In a previous work [
13] we adopted a more complex approach to verify the error and the maximum distance at which the ZED camera could return reliable values of depth. We tested using several, different patterns, with one checkerboard, and with two or three checkerboards disposed perpendicularly between each other thus acquiring clouds forming a 3D structure. The results of this previous work show that the qualities are not so different using one instead of two or three checkerboards. Also, as reported by their makers [
37] the ZED device is fine for distances up to 20 m, besides with that approach we have shown that the error is unacceptable at this distance, with the ZED working fine up to some 15 m. So we decided in this work to use a pattern with just one checkerboard, that is much easier to transport from place to place for the tests, coming up with a more versatile technique.
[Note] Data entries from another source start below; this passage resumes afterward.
//! Memory checking as a runner decorator
//!
//! [`MemcheckRunner`] wraps any [`ProcessRunner`]. Requests flagged with
//! `memory_check` are rewritten to run under valgrind with an XML report,
//! which is parsed and attached to the [`ProcessOutput`]; all other requests
//! pass straight through.

use crate::config::MemcheckConfig;
use crate::process::{ProcessOutput, ProcessRunner, RunRequest, RunnerError, RunnerResult};
use async_trait::async_trait;
use quick_xml::events::Event;
use quick_xml::reader::Reader;
use serde::{Deserialize, Serialize};
use std::path::{Path, PathBuf};
use tokio_util::sync::CancellationToken;
use tracing::{debug, warn};

/// One problem reported by the checker
#[derive(Debug, Clone, Default, PartialEq, Eq, Serialize, Deserialize)]
pub struct MemoryDefect {
    /// Checker classification, e.g. `InvalidRead` or `Leak_DefinitelyLost`
    pub kind: String,
    pub description: String,
}

#[derive(Debug, Clone, Default, PartialEq, Eq, Serialize, Deserialize)]
pub struct MemcheckReport {
    pub tool: String,
    pub defects: Vec<MemoryDefect>,
    /// Copy of the full XML report, kept when defects were found
    #[serde(default, skip_serializing_if = "Option::is_none")]
    pub saved_to: Option<PathBuf>,
}

impl MemcheckReport {
    pub fn is_clean(&self) -> bool {
        self.defects.is_empty()
    }

    /// Short `kind xN` digest for report lines.
    pub fn summary(&self) -> String {
        let mut counts: Vec<(&str, usize)> = Vec::new();
        for defect in &self.defects {
            match counts.iter_mut().find(|(kind, _)| *kind == defect.kind) {
                Some((_, count)) => *count += 1,
                None => counts.push((&defect.kind, 1)),
            }
        }
        counts
            .iter()
            .map(|(kind, count)| format!("{} x{}", kind, count))
            .collect::<Vec<_>>()
            .join(", ")
    }
}

/// Runs flagged requests under valgrind
#[derive(Debug, Clone)]
pub struct MemcheckRunner<R> {
    inner: R,
    config: MemcheckConfig,
}

impl<R: ProcessRunner> MemcheckRunner<R> {
    pub fn new(inner: R, config: MemcheckConfig) -> Self {
        Self { inner, config }
    }

    pub fn inner(&self) -> &R {
        &self.inner
    }

    fn resolve_tool(&self) -> RunnerResult<PathBuf> {
        which::which(&self.config.tool).map_err(|e| {
            debug!(tool = %self.config.tool, error = %e, "memory checker lookup failed");
            RunnerError::ToolUnavailable {
                tool: self.config.tool.clone(),
            }
        })
    }

    fn checker_args(&self, xml_path: &Path) -> Vec<String> {
        let mut args = vec![
            "--xml=yes".to_string(),
            format!("--xml-file={}", xml_path.display()),
            "--leak-check=full".to_string(),
        ];
        args.extend(self.config.extra_args.iter().cloned());
        args
    }

    /// Rewrite `request` so the checker supervises the program under test.
    fn wrap(&self, request: &RunRequest, tool: &Path, xml_path: &Path) -> RunRequest {
        let mut wrapped = request.clone();
        let tool = tool.display().to_string();
        let args = self.checker_args(xml_path);

        wrapped.argv = match (request.shell, request.argv.get(2)) {
            // Let the shell resolve the command, then replace itself with the checker.
            (true, Some(command)) => {
                let prefix = shlex::try_join(
                    std::iter::once(tool.as_str()).chain(args.iter().map(String::as_str)),
                )
                .unwrap_or_else(|_| format!("{} {}", tool, args.join(" ")));
                vec![
                    "sh".to_string(),
                    "-c".to_string(),
                    format!("exec {} {}", prefix, command),
                ]
            }
            _ => std::iter::once(tool)
                .chain(args)
                .chain(request.argv.iter().cloned())
                .collect(),
        };
        wrapped.memory_check = false;
        wrapped
    }
}

#[async_trait]
impl<R: ProcessRunner> ProcessRunner for MemcheckRunner<R> {
    async fn run(
        &self,
        request: &RunRequest,
        cancel: &CancellationToken,
    ) -> RunnerResult<ProcessOutput> {
        if !request.memory_check {
            return self.inner.run(request, cancel).await;
        }

        let tool = self.resolve_tool()?;
        let xml_file = tempfile::Builder::new()
            .prefix("theo-memcheck-")
            .suffix(".xml")
            .tempfile()?;
        let wrapped = self.wrap(request, &tool, xml_file.path());

        let mut output = self.inner.run(&wrapped, cancel).await?;
        if output.timed_out || output.cancelled {
            return Ok(output);
        }

        let xml = tokio::fs::read_to_string(xml_file.path()).await?;
        let defects = parse_valgrind_xml(&xml).map_err(|message| {
            warn!(command = %request.display(), %message, "could not parse memory checker report");
            RunnerError::MemcheckReport { message }
        })?;
        debug!(
            command = %request.display(),
            defects = defects.len(),
            "memory check finished"
        );

        let saved_to = if defects.is_empty() {
            None
        } else {
            let destination = report_destination(request);
            match tokio::fs::copy(xml_file.path(), &destination).await {
                Ok(_) => Some(destination),
                Err(e) => {
                    warn!(path = %destination.display(), error = %e, "could not keep memory checker report");
                    None
                }
            }
        };

        output.memcheck = Some(MemcheckReport {
            tool: self.config.tool.clone(),
            defects,
            saved_to,
        });
        Ok(output)
    }

    fn memory_check_available(&self) -> RunnerResult<()> {
        self.resolve_tool().map(|_| ())
    }
}

/// `<label>.valgrind` next to where the command ran.
fn report_destination(request: &RunRequest) -> PathBuf {
    let stem: String = request
        .label
        .as_deref()
        .unwrap_or("memcheck")
        .chars()
        .map(|c| {
            if c.is_alphanumeric() || matches!(c, '-' | '_' | '.') {
                c
            } else {
                '_'
            }
        })
        .collect();
    let file = format!("{}.valgrind", stem);
    match &request.cwd {
        Some(cwd) => cwd.join(file),
        None => PathBuf::from(file),
    }
}

/// Extract `/valgrindoutput/error` entries from a valgrind XML report.
pub fn parse_valgrind_xml(xml: &str) -> Result<Vec<MemoryDefect>, String> {
    let mut reader = Reader::from_str(xml);
    reader.config_mut().trim_text(true);

    let mut path: Vec<String> = Vec::new();
    let mut current: Option<MemoryDefect> = None;
    let mut defects = Vec::new();

    loop {
        match reader.read_event() {
            Ok(Event::Start(element)) => {
                path.push(String::from_utf8_lossy(element.name().as_ref()).into_owned());
                if is_error_element(&path) {
                    current = Some(MemoryDefect::default());
                }
            }
            Ok(Event::End(_)) => {
                if is_error_element(&path) {
                    defects.extend(current.take());
                }
                path.pop();
            }
            Ok(Event::Text(text)) => {
                let Some(defect) = current.as_mut() else {
                    continue;
                };
                let text = text.unescape().map_err(|e| e.to_string())?;
                let inner: Vec<&str> = path.iter().skip(2).map(String::as_str).collect();
                match inner.as_slice() {
                    ["kind"] => defect.kind = text.into_owned(),
                    ["what"] | ["xwhat", "text"] if defect.description.is_empty() => {
                        defect.description = text.into_owned()
                    }
                    _ => {}
                }
            }
            Ok(Event::Eof) => break,
            Err(e) => {
                return Err(format!(
                    "invalid XML at byte {}: {}",
                    reader.buffer_position(),
                    e
                ))
            }
            _ => {}
        }
    }

    Ok(defects)
}

fn is_error_element(path: &[String]) -> bool {
    path.len() == 2 && path[0] == "valgrindoutput" && path[1] == "error"
}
Additionally, notice that one of the other techniques evidenced above to determine the depth error involves the use of a ground truth of depth, which can be obtained using laser meters, a tape or with geometric techniques [
12,
30,
32]. Our proposal is not subject to obtaining any distance measures because all corners of the board have a set value of depth equal to zero. Other methods are based on the plane or sphere fitting [
2,
28,
29], because they are approximations that can be subject to errors attributed to the presence of atypical depth values as well as variations of the fitting. In our proposal, the coordinates of the corners are known and it is guaranteed that there is no presence of errors in their location.
The works mentioned above are concentrated around the Kinect v1 and/or v2 or stereo cameras, individually, but not in all of them at once. Nonetheless, the drawback of these methods is that they have been developed for a specific device and cannot be applied nor have been tested with other sensors. Therefore, the present work relies on our previous work [
13] aiming to propose a new and generic solution to the problem, by providing a versatile method that can be used in most 3D devices that are capable of providing an RGB image and its corresponding depth (
D).
In the literature it is evidenced that the development of algorithms to register point clouds of rigid [
38] and non-rigid objects [
39] is the focus of several research studies. The works of Khoshelham et al. [
40] and Santos et al. [
41] propose to improve the accuracy of the results obtained from the register using the error model of the sensor. They specifically show that assigning weights based on the theoretical random error [
5] of the depth measurements improves the accuracy of pairwise registration and sensor pose estimates along the trajectory. Also, Nguyen et al. [
42] estimate the Kinect v1 depth error model and used it to improve the 3D object reconstruction and pose estimation.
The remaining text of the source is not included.